Le cercle vicieux de la méfiance, des récriminations et au bout du compte, de la violence commence, une nouvelle fois, à définir la dynamique de la politique haïtienne au moment où la société devrait se montrer unie contre la pandémie et jeter des bases plus solides pour l’avenir du pays.  Il est de plus en évident, a estimé la Chef de la BINUH, que la réforme est une nécessité pour briser le cercle vicieux actuel et créer les conditions de la stabilité institutionnelle, de la bonne gouvernance et de l’état de droit.  Une telle réforme ne sera possible que si elle résulte d’un processus véritablement national qui combine un leadership fort et des efforts réels de toutes les parties prenantes de mettre de côté leurs intérêts politiques étroits. 

Au cours de ces quatre derniers mois, malgré la pandémie, le BINUH a travaillé en étroite collaboration avec l’équipe de pays des Nations Unies, en ne perdant pas de vue les six priorités du Cadre stratégique intégré.  Malheureusement, le Bureau continue d’opérer dans un environnement où le respect du principe de responsabilité reste un défi, comme en témoigne le manque de progrès dans les enquêtes et les poursuites des cas emblématiques de Lilavois, Grand Ravin, La Saline et Bel Air qui concernent des violations et abus des droits de l’homme commis par des gangs, des agents de l’ordre et des responsables politiques.

Pour assurer le succès de la lutte contre l’impunité, la promotion des droits de l’homme, le combat contre la pandémie, les réformes institutionnelles et économiques et les élections dans un climat apaisé, Haïti compte sur le plein appui de ce Conseil et sur l’implication de ses partenaires, a rappelé la Chef du BINUH.

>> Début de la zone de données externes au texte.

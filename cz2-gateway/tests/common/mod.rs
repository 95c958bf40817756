//! Shared fixtures: an in-memory panel that answers row reads and writes
//! over a duplex stream, plus a couple of degenerate connectors.

use std::sync::{Arc, Mutex};

use async_trait::async_trait;
use tokio::io::{AsyncReadExt, AsyncWriteExt, DuplexStream};

use cz2_core::client::Connector;
use cz2_core::error::{CzError, Result as CzResult};
use cz2_core::frame::{build_message, scan_frame, Function};
use cz2_core::status::RowCache;
use cz2_core::transport::BoxedStream;

/// Row set describing a 4-zone system in Auto mode with the fan running.
pub fn canonical_rows() -> RowCache {
    let mut rows = RowCache::new();
    rows.insert(
        (9, 3),
        vec![0, 9, 3, 0, 0, 0, 0, 65, 0, 0, 0, 0, 0, 0, 0, 0, 0, 0, 0],
    );
    rows.insert(
        (9, 4),
        vec![0, 9, 4, 15, 12, 8, 4, 0, 0, 0, 0, 0, 0, 0, 0, 0, 0, 0, 0],
    );
    rows.insert(
        (9, 5),
        vec![0, 9, 5, 0x20, 0, 0, 0, 0, 0, 0, 0, 0, 0, 0, 0, 0, 0, 0, 0],
    );
    rows.insert(
        (1, 9),
        vec![0, 1, 9, 0, 45, 0, 0, 0, 0, 0, 0, 0, 0, 0, 0, 0, 0, 0, 0],
    );
    rows.insert(
        (1, 12),
        vec![0, 1, 12, 0, 2, 0, 2, 0, 0, 0, 0, 0, 0, 0, 0, 0, 0, 0, 0],
    );
    rows.insert(
        (1, 16),
        vec![0, 1, 16, 74, 74, 74, 74, 0, 0, 0, 0, 68, 68, 68, 68, 0, 0, 0, 0],
    );
    rows.insert(
        (1, 17),
        vec![0, 1, 17, 0, 0, 0, 0, 0, 0, 0, 0, 0, 0, 0, 0, 0, 0, 0, 0],
    );
    rows.insert(
        (1, 18),
        vec![0, 1, 18, 2, 14, 30, 0, 0, 0, 0, 0, 0, 0, 0, 0, 0, 0, 0, 0],
    );
    rows.insert(
        (1, 24),
        vec![0, 1, 24, 72, 70, 68, 66, 0, 0, 0, 0, 0, 0, 0, 0, 0, 0, 0, 0],
    );
    rows
}

/// A controller double: serves reads from (and applies writes to) a shared
/// row table. Each `open` produces a fresh connection, matching the
/// gateway's connect-execute-disconnect pattern.
pub struct MockPanel {
    pub rows: Arc<Mutex<RowCache>>,
}

impl MockPanel {
    pub fn new() -> Self {
        MockPanel {
            rows: Arc::new(Mutex::new(canonical_rows())),
        }
    }
}

#[async_trait]
impl Connector for MockPanel {
    async fn open(&self) -> CzResult<BoxedStream> {
        let (local, remote) = tokio::io::duplex(64 * 1024);
        tokio::spawn(serve(remote, self.rows.clone()));
        Ok(Box::new(local))
    }
}

async fn serve(mut stream: DuplexStream, rows: Arc<Mutex<RowCache>>) {
    let mut buffer = Vec::new();
    let mut chunk = [0u8; 1024];
    loop {
        while let Some((frame, consumed)) = scan_frame(&buffer) {
            buffer.drain(..consumed);
            if frame.data.len() < 3 {
                continue;
            }
            let table = frame.data[1];
            let row = frame.data[2];
            let reply = match frame.function {
                Function::Read => {
                    let data = rows
                        .lock()
                        .unwrap()
                        .get(&(table, row))
                        .cloned()
                        .unwrap_or_default();
                    build_message(frame.source, table, Function::Reply, &data).unwrap()
                }
                Function::Write => {
                    let payload = &frame.data[3..];
                    let mut rows = rows.lock().unwrap();
                    if let Some(existing) = rows.get_mut(&(table, row)) {
                        for (i, &byte) in payload.iter().enumerate() {
                            if existing.len() > 3 + i {
                                existing[3 + i] = byte;
                            }
                        }
                    }
                    build_message(frame.source, table, Function::Reply, &[0]).unwrap()
                }
                _ => continue,
            };
            if stream.write_all(&reply).await.is_err() {
                return;
            }
        }
        match stream.read(&mut chunk).await {
            Ok(0) | Err(_) => return,
            Ok(n) => buffer.extend_from_slice(&chunk[..n]),
        }
    }
}

/// Accepts the connection, then never answers anything.
pub struct SilentPanel;

#[async_trait]
impl Connector for SilentPanel {
    async fn open(&self) -> CzResult<BoxedStream> {
        let (local, mut remote) = tokio::io::duplex(1024);
        tokio::spawn(async move {
            let mut sink = [0u8; 1024];
            while matches!(remote.read(&mut sink).await, Ok(n) if n > 0) {}
        });
        Ok(Box::new(local))
    }
}

/// Refuses every connection attempt.
pub struct UnreachablePanel;

#[async_trait]
impl Connector for UnreachablePanel {
    async fn open(&self) -> CzResult<BoxedStream> {
        Err(CzError::Unreachable("connection refused".to_string()))
    }
}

Haïti n’a pas été épargné par la pandémie de COVID-19, avec une combinaison de risques sanitaires, de mise à l’épreuve de la solidité institutionnelle et de crise économique, a souligné d’emblée le Président de la Fédération des barreaux d’Haïti et membre du Bureau des droits humains en Haïti, M. JACQUES LÉTANG.  Les services publics, a-t-il dit, sont pratiquement défaillants.  Les droits les plus élémentaires ne sont pas garantis, tandis que la dépréciation de la gourde et la saison des ouragans mettent directement en danger la vie de millions d’Haïtiens déjà en situation d’insécurité alimentaire.  La propagation rapide du virus est particulièrement préoccupante dans les prisons, où les conditions carcérales continuent de se détériorer.  Les plans d’urgence et l’élargissement des goulets d’étranglement annoncés par les autorités n’ont jusqu’à présent pas été mis en œuvre.

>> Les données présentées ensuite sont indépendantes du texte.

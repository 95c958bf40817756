//! Byte transports to the controller.
//!
//! Two endpoint flavors: `host:port` reaches a serial-over-IP bridge via
//! TCP, anything without a colon is treated as a local serial device at
//! 9600-8N1. Both are exposed behind one boxed duplex stream so the client
//! (and its tests, via `tokio::io::duplex`) never care which one they got.

use std::time::Duration;

use tokio::net::TcpStream;
use tokio_serial::SerialPortBuilderExt;

use crate::error::{CzError, Result};

pub const CONNECT_TIMEOUT: Duration = Duration::from_secs(3);
pub const BAUD_RATE: u32 = 9600;

/// Anything that can carry bus bytes in both directions.
pub trait BusStream: tokio::io::AsyncRead + tokio::io::AsyncWrite + Unpin + Send + std::fmt::Debug {}
impl<T: tokio::io::AsyncRead + tokio::io::AsyncWrite + Unpin + Send + std::fmt::Debug> BusStream for T {}

pub type BoxedStream = Box<dyn BusStream>;

/// Open a transport for the given endpoint string.
pub async fn open(endpoint: &str) -> Result<BoxedStream> {
    if endpoint.contains(':') {
        open_tcp(endpoint).await
    } else {
        open_serial(endpoint)
    }
}

async fn open_tcp(endpoint: &str) -> Result<BoxedStream> {
    let (host, port) = endpoint
        .split_once(':')
        .ok_or_else(|| CzError::Unreachable(format!("malformed endpoint: {endpoint}")))?;
    if host.is_empty() {
        return Err(CzError::Unreachable(format!(
            "malformed endpoint (empty host): {endpoint}"
        )));
    }
    let port: u16 = port
        .parse()
        .map_err(|_| CzError::Unreachable(format!("malformed endpoint (bad port): {endpoint}")))?;
    if port == 0 {
        return Err(CzError::Unreachable(format!(
            "malformed endpoint (port 0): {endpoint}"
        )));
    }

    let stream = tokio::time::timeout(CONNECT_TIMEOUT, TcpStream::connect((host, port)))
        .await
        .map_err(|_| CzError::Unreachable(format!("connect to {endpoint} timed out")))?
        .map_err(|e| CzError::Unreachable(format!("connect to {endpoint} failed: {e}")))?;

    stream.set_nodelay(true)?;
    socket2::SockRef::from(&stream).set_keepalive(true)?;

    tracing::info!(endpoint, "connected to serial bridge");
    Ok(Box::new(stream))
}

fn open_serial(path: &str) -> Result<BoxedStream> {
    let stream = tokio_serial::new(path, BAUD_RATE)
        .data_bits(tokio_serial::DataBits::Eight)
        .parity(tokio_serial::Parity::None)
        .stop_bits(tokio_serial::StopBits::One)
        .open_native_async()
        .map_err(|e| CzError::Unreachable(format!("open serial {path} failed: {e}")))?;

    tracing::info!(path, "opened serial port");
    Ok(Box::new(stream))
}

L’État perd de plus en plus son monopole sur la sécurité, a poursuivi l’orateur, en précisant que de nombreux quartiers populaires se transforment en zones de non-droit, où la vie des uns et des autres est soumise à la bonne volonté de gangs de mieux en mieux armés et organisés.  La plupart des institutions publiques situées au centre-ville de Port-au-Prince sont désertées, parce que les groupes armés font régulièrement fuir les autorités chargées du maintien de l’ordre public.  Par conséquent, l’État contrôle de moins en moins le territoire, y compris dans les provinces.  L’orateur s’est même demandé si l’État n’a pas perdu le contrôle de la police, dont les revendications se sont exprimées à plusieurs reprises par la violence.

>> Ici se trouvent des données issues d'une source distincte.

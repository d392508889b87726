//! Test doubles for driving a game without a real board.
//!
//! `RecordingPresenter` keeps every presenter call in order behind a shared
//! handle, so a test can keep inspecting it after the presenter has been
//! moved into a controller or an actor. `ScriptedPicker` replays a fixed
//! list of pads.

use crate::core::Pad;
use crate::picker::PadPicker;
use crate::presenter::{Outcome, Presenter};
use std::collections::VecDeque;
use std::sync::{Arc, Mutex, MutexGuard};

/// One recorded presenter call.
#[derive(Clone, Debug, PartialEq, Eq)]
pub enum PresenterCall {
    Highlight { pad: Pad, lit: bool },
    Sound(Pad),
    Status(String),
    StatusVisible(bool),
    Heading(String),
    InputEnabled(bool),
    StartAffordance(bool),
    Outcome(Outcome),
}

/// Presenter that records calls into a shared log.
#[derive(Clone, Debug, Default)]
pub struct RecordingPresenter {
    log: Arc<Mutex<Vec<PresenterCall>>>,
}

impl RecordingPresenter {
    pub fn new() -> Self {
        Self::default()
    }

    fn log(&self) -> MutexGuard<'_, Vec<PresenterCall>> {
        // A panicking test thread poisons the lock; the log is still usable.
        self.log.lock().unwrap_or_else(|poisoned| poisoned.into_inner())
    }

    fn push(&self, call: PresenterCall) {
        self.log().push(call);
    }

    pub fn calls(&self) -> Vec<PresenterCall> {
        self.log().clone()
    }

    /// Drain the log, returning what was recorded so far.
    pub fn take(&self) -> Vec<PresenterCall> {
        std::mem::take(&mut *self.log())
    }

    /// Pads that received a sound, in order.
    pub fn sounds(&self) -> Vec<Pad> {
        self.log()
            .iter()
            .filter_map(|call| match call {
                PresenterCall::Sound(pad) => Some(*pad),
                _ => None,
            })
            .collect()
    }

    pub fn outcomes(&self) -> Vec<Outcome> {
        self.log()
            .iter()
            .filter_map(|call| match call {
                PresenterCall::Outcome(outcome) => Some(*outcome),
                _ => None,
            })
            .collect()
    }

    pub fn last_status(&self) -> Option<String> {
        self.log().iter().rev().find_map(|call| match call {
            PresenterCall::Status(text) => Some(text.clone()),
            _ => None,
        })
    }

    pub fn input_enabled(&self) -> Option<bool> {
        self.log().iter().rev().find_map(|call| match call {
            PresenterCall::InputEnabled(enabled) => Some(*enabled),
            _ => None,
        })
    }

    /// Number of pads lit right now.
    pub fn lit_pads(&self) -> usize {
        let log = self.log();
        Pad::ALL
            .iter()
            .filter(|&&pad| {
                log.iter().rev().find_map(|call| match call {
                    PresenterCall::Highlight { pad: p, lit } if *p == pad => Some(*lit),
                    _ => None,
                }) == Some(true)
            })
            .count()
    }
}

impl Presenter for RecordingPresenter {
    fn highlight_pad(&mut self, pad: Pad, lit: bool) {
        self.push(PresenterCall::Highlight { pad, lit });
    }

    fn play_sound(&mut self, pad: Pad) {
        self.push(PresenterCall::Sound(pad));
    }

    fn set_status_text(&mut self, text: &str) {
        self.push(PresenterCall::Status(text.to_string()));
    }

    fn set_status_visible(&mut self, visible: bool) {
        self.push(PresenterCall::StatusVisible(visible));
    }

    fn set_heading_text(&mut self, text: &str) {
        self.push(PresenterCall::Heading(text.to_string()));
    }

    fn set_input_enabled(&mut self, enabled: bool) {
        self.push(PresenterCall::InputEnabled(enabled));
    }

    fn show_start_affordance(&mut self, visible: bool) {
        self.push(PresenterCall::StartAffordance(visible));
    }

    fn announce_outcome(&mut self, outcome: Outcome) {
        self.push(PresenterCall::Outcome(outcome));
    }
}

/// Picker that replays a script, then repeats its last pad.
///
/// # Example
///
/// ```rust
/// use simon::core::Pad;
/// use simon::picker::PadPicker;
/// use simon::testing::ScriptedPicker;
///
/// let mut picker = ScriptedPicker::new([Pad::Red, Pad::Green]);
/// assert_eq!(picker.pick(&Pad::ALL), Pad::Red);
/// assert_eq!(picker.pick(&Pad::ALL), Pad::Green);
/// assert_eq!(picker.pick(&Pad::ALL), Pad::Green);
/// ```
#[derive(Clone, Debug)]
pub struct ScriptedPicker {
    script: VecDeque<Pad>,
    last: Pad,
}

impl ScriptedPicker {
    pub fn new<I>(script: I) -> Self
    where
        I: IntoIterator<Item = Pad>,
    {
        Self {
            script: script.into_iter().collect(),
            last: Pad::Red,
        }
    }
}

impl PadPicker for ScriptedPicker {
    fn pick(&mut self, _pads: &[Pad]) -> Pad {
        if let Some(pad) = self.script.pop_front() {
            self.last = pad;
        }
        self.last
    }
}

M. Létang est également revenu sur les violations massives des droits de l’homme qui sont en augmentation, en citant l’affaire La Saline qu’il a décrite comme « l’un des massacres les plus graves de notre histoire contemporaine ».  Le problème est avant tout celui de l’impunité.  Il n’y a même plus d’enquête car l’affaire est bloquée depuis des mois au niveau de la Cour de cassation.  C’est un message clair que l’État envoie aux victimes qui mettent leur vie en danger pour porter plainte.  L’État leur dit qu’aux niveaux national et international, elles n’obtiendront ni protection, ni justice.  La question de l’implication des autorités dans la commission de ces atrocités est abordée dans de nombreux rapports pourtant, dont celui de la MINUJUSTH, ou celui que vient de publier le BINUH sur le massacre de Bel Air.  Malgré la gravité des accusations, rien ne se passe.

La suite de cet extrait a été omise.